In 2012, Soros deployed roughly $30 million in call options betting on the US dollar against the Japanese yen. The result: $1 billion in profit — a 30x return.

A double-edged sword. Right direction, multi-bagger returns. Wrong direction, premium goes to zero.

3. Income Enhancement: Collecting Rent on Your Shares

When a stock you own is going sideways, sell call options against it to collect premiums — like renting out a property you own. This is the Covered Call strategy, which we’ll cover in detail later.

4. Multi-Dimensional Trading: Beyond Up or Down

Stocks only: you make money when prices go up — one dimension. Add futures: profit from both up and down moves — two dimensions. Add options: profit from sideways consolidation, or from big moves in either direction — three dimensions.

As long as you have a view, there’s an options strategy for it.

5. Precision: Better Predictions, Better Returns

Four investors are all bullish on a stock index. A just thinks it’ll go up. B predicts it’ll rise within 10 days.
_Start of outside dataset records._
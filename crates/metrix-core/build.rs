use std::process::Command;

fn main() {
    // Short git SHA, reported by both binaries next to the crate version.
    let sha = Command::new("git")
        .args(["rev-parse", "--short", "HEAD"])
        .output()
        .ok()
        .filter(|o| o.status.success())
        .and_then(|o| String::from_utf8(o.stdout).ok())
        .map(|s| s.trim().to_string())
        .unwrap_or_else(|| "unknown".into());

    println!("cargo:rustc-env=GIT_SHA={sha}");

    println!("cargo:rerun-if-changed=../../.git/HEAD");
    println!("cargo:rerun-if-changed=../../.git/refs/");
}
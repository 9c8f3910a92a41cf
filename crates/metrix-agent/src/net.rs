use std::io;
use std::net::{IpAddr, Ipv4Addr, Ipv6Addr, SocketAddr, ToSocketAddrs, UdpSocket};

/// Local address the OS would use to reach `address` (`host:port`, with or
/// without an `http://` prefix). Connecting a UDP socket sends no packets.
pub(crate) fn outbound_ip(address: &str) -> io::Result<IpAddr> {
    let host_port = address
        .split_once("://")
        .map_or(address, |(_, rest)| rest)
        .split('/')
        .next()
        .unwrap_or_default();

    let target = host_port
        .to_socket_addrs()?
        .next()
        .ok_or_else(|| io::Error::new(io::ErrorKind::NotFound, format!("{host_port} has no address")))?;
    let bind: SocketAddr = if target.is_ipv4() {
        (Ipv4Addr::UNSPECIFIED, 0).into()
    } else {
        (Ipv6Addr::UNSPECIFIED, 0).into()
    };

    let socket = UdpSocket::bind(bind)?;
    socket.connect(target)?;
    Ok(socket.local_addr()?.ip())
}
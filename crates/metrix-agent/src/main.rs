mod config;
mod net;
mod report;
mod scheduler;

#[cfg(not(target_env = "msvc"))]
use tikv_jemallocator::Jemalloc;

#[cfg(not(target_env = "msvc"))]
#[global_allocator]
static GLOBAL: Jemalloc = Jemalloc;

use std::process;

use anyhow::Context;
use clap::Parser;
use tokio_util::sync::CancellationToken;
use tracing::{error, info, warn};
use tracing_subscriber::EnvFilter;
use tracing_subscriber::filter::LevelFilter;

use metrix_core::collector::RuntimeCollector;
use metrix_core::security::{Encryptor, Signer};

use config::{Args, Settings, Transport};
use report::{AnyReporter, GrpcReporter, HttpReporter};
use scheduler::Scheduler;

fn main() {
    let args = Args::parse();
    init_logging(args.verbose, args.quiet);

    let settings = match Settings::load(args) {
        Ok(s) => s,
        Err(e) => {
            error!(error = %e, "invalid configuration");
            process::exit(2);
        }
    };

    // Collection and reporting share one thread.
    let runtime = match tokio::runtime::Builder::new_current_thread().enable_all().build() {
        Ok(rt) => rt,
        Err(e) => {
            error!(error = %e, "failed to build tokio runtime");
            process::exit(1);
        }
    };

    if let Err(e) = runtime.block_on(run(settings)) {
        error!(error = format!("{e:#}"), "agent stopped");
        process::exit(1);
    }
}

fn init_logging(verbose: u8, quiet: bool) {
    let level = if quiet {
        LevelFilter::ERROR
    } else {
        match verbose {
            0 => LevelFilter::INFO,
            1 => LevelFilter::DEBUG,
            _ => LevelFilter::TRACE,
        }
    };

    let mut filter = EnvFilter::builder()
        .with_default_directive(LevelFilter::WARN.into())
        .from_env_lossy();
    for target in ["metrix_agent", "metrix_core"] {
        if let Ok(directive) = format!("{target}={level}").parse() {
            filter = filter.add_directive(directive);
        }
    }

    tracing_subscriber::fmt()
        .with_env_filter(filter)
        .with_target(false)
        .init();
}

fn build_reporter(settings: &Settings) -> anyhow::Result<AnyReporter> {
    let signer = settings
        .key
        .as_deref()
        .map(|k| Signer::new(k.as_bytes()))
        .transpose()
        .context("cannot initialize HMAC key")?;
    let encryptor = settings
        .crypto_key
        .as_ref()
        .map(Encryptor::from_file)
        .transpose()
        .context("cannot load public key")?;

    let real_ip = match net::outbound_ip(&settings.address) {
        Ok(ip) => Some(ip),
        Err(e) => {
            warn!(address = %settings.address, error = %e, "cannot determine outbound address");
            None
        }
    };

    info!(
        address = %settings.address,
        transport = ?settings.transport,
        integrity = signer.is_some(),
        encryption = encryptor.is_some(),
        gzip = settings.gzip,
        real_ip = ?real_ip,
        "reporter configured"
    );

    let reporter = match settings.transport {
        Transport::Http => AnyReporter::Http(HttpReporter::new(
            &settings.address,
            signer,
            encryptor,
            settings.gzip,
            real_ip,
        )?),
        Transport::Grpc => AnyReporter::Grpc(GrpcReporter::new(
            &settings.address,
            signer,
            encryptor,
            settings.gzip,
            real_ip,
        )?),
    };
    Ok(reporter)
}

async fn run(settings: Settings) -> anyhow::Result<()> {
    info!(version = metrix_core::VERSION, "starting metrix-agent");

    let reporter = build_reporter(&settings)?;
    let shutdown = CancellationToken::new();

    let token = shutdown.clone();
    if let Err(e) = ctrlc::set_handler(move || {
        info!("received shutdown signal");
        token.cancel();
    }) {
        warn!(error = %e, "failed to set signal handler");
    }

    Scheduler::new(RuntimeCollector::real(), reporter)
        .run(settings.poll_interval, settings.report_interval, shutdown)
        .await;
    Ok(())
}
C believes it’ll rise more than 5%. D estimates a 5-10% gain.

Ten days later, the index is up 6.56%.

Without options, all four buy the stock and earn the same 6.56%. With options: A earns 6.56%, B earns 234%, C earns 278%, D earns 374%. The more precise your prediction, the higher your return.

Quick Reference

ConceptOne-liner
OptionAn insurance contract — buyer pays premium for a right, seller collects premium and assumes obligation
Call OptionLocks in purchase price; profits when underlying rises
Put OptionLocks in selling price; profits when underlying falls
American OptionCan exercise any time before expiration
European OptionCan exercise only on expiration date

Exercise

Think of a scenario from your own experience: would you use a call or a put?

For example: you hold 1,000 shares of Apple before an earnings announcement and you’re worried about a crash. Should you buy a call or a put? Why? How much would you pay for this “insurance” — as a percentage of your position?

Suggested Answer

Buy a Put. You already own the stock (long position) and are worried about downside risk. A put locks in a minimum selling price — it’s insurance for your holdings.

Insurance cost of 1%–3% of position value is reasonable. For a $170,000 position (1,000 shares × $170), that’s $1,700–$5,100 in put premium. The exact cost depends on your strike price and expiration — closer to current price and longer duration means more expensive protection.